• [PROBLEM DETAILS]:
From the first line to the last, copy the data exactly.

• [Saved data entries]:

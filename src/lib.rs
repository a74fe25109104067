//! TPDE target lowering: register bank selection and fixup application.
//!
//! The crate covers two target-specific steps of instruction lowering:
//!
//! - Assigning every register operand of a generic machine instruction to the
//!   scalar (SGPR) or vector (VGPR) bank of a GPU-style target, including the
//!   uniformity-driven choice for loads.
//! - Patching resolved symbol and label values into the 32-bit instruction
//!   words of the Nyuzi instruction set.
//!
//! # Primary Usage
//!
//! ```ignore
//! use tpde_target::amdgpu::AmdgpuRegisterBankInfo;
//! use tpde_target::core::{RegBankSelect, SelectMode};
//! use tpde_target::test_ir::TestFunction;
//!
//! let func = TestFunction::parse("%0:p64 = COPY %9:sreg_64\n%1:s32 = G_LOAD %0 :: uniform\n")?;
//! let rbi = AmdgpuRegisterBankInfo::new();
//! let selection = RegBankSelect::new(&rbi, SelectMode::from_env()).run(func.instrs(), &func);
//! ```
//!
//! # Architecture
//!
//! - [`core`] - Instruction model, mapping types, bank selection driver, fixups
//! - [`amdgpu`] - Scalar/vector register bank information
//! - [`nyuzi`] - Nyuzi fixup kinds and assembler backend
//! - [`test_ir`] - Textual IR used to drive the code in tests

pub mod amdgpu;
pub mod core;
pub mod nyuzi;
pub mod test_ir;

pub use self::core::{
    // Instructions
    MachineInstr, MemOperand, Opcode, Operand, VirtReg,
    // Register banks
    InstructionMapping, OperandsMapping, RegisterBank, RegisterBankInfo, ValueMapping,
    // Bank selection
    BankSelection, RegBankSelect, SelectMode,
    // Fixups
    AsmBackend, CodeBuffer, DiagnosticEngine, Fixup, FixupEncoder, FixupKind,
};
pub use amdgpu::AmdgpuRegisterBankInfo;
pub use nyuzi::NyuziAsmBackend;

• [FINAL ANSWER]:
filename src/lib.rs
repository a74fe25109104067
//! TPDE target lowering: register bank selection and fixup application.
//!
//! The crate covers two target-specific steps of instruction lowering:
//!
//! - Assigning every register operand of a generic machine instruction to the
//!   scalar (SGPR) or vector (VGPR) bank of a GPU-style target, including the
//!   uniformity-driven choice for loads.
//! - Patching resolved symbol and label values into the 32-bit instruction
//!   words of the Nyuzi instruction set.
//!
//! # Primary Usage
//!
//! ```ignore
//! use tpde_target::amdgpu::AmdgpuRegisterBankInfo;
//! use tpde_target::core::{RegBankSelect, SelectMode};
//! use tpde_target::test_ir::TestFunction;
//!
//! let func = TestFunction::parse("%0:p64 = COPY %9:sreg_64\n%1:s32 = G_LOAD %0 :: uniform\n")?;
//! let rbi = AmdgpuRegisterBankInfo::new();
//! let selection = RegBankSelect::new(&rbi, SelectMode::from_env()).run(func.instrs(), &func);
//! ```
//!
//! # Architecture
//!
//! - [`core`] - Instruction model, mapping types, bank selection driver, fixups
//! - [`amdgpu`] - Scalar/vector register bank information
//! - [`nyuzi`] - Nyuzi fixup kinds and assembler backend
//! - [`test_ir`] - Textual IR used to drive the code in tests

pub mod amdgpu;
pub mod core;
pub mod nyuzi;
pub mod test_ir;

pub use self::core::{
    // Instructions
    MachineInstr, MemOperand, Opcode, Operand, VirtReg,
    // Register banks
    InstructionMapping, OperandsMapping, RegisterBank, RegisterBankInfo, ValueMapping,
    // Bank selection
    BankSelection, RegBankSelect, SelectMode,
    // Fixups
    AsmBackend, CodeBuffer, DiagnosticEngine, Fixup, FixupEncoder, FixupKind,
};
pub use amdgpu::AmdgpuRegisterBankInfo;
pub use nyuzi::NyuziAsmBackend;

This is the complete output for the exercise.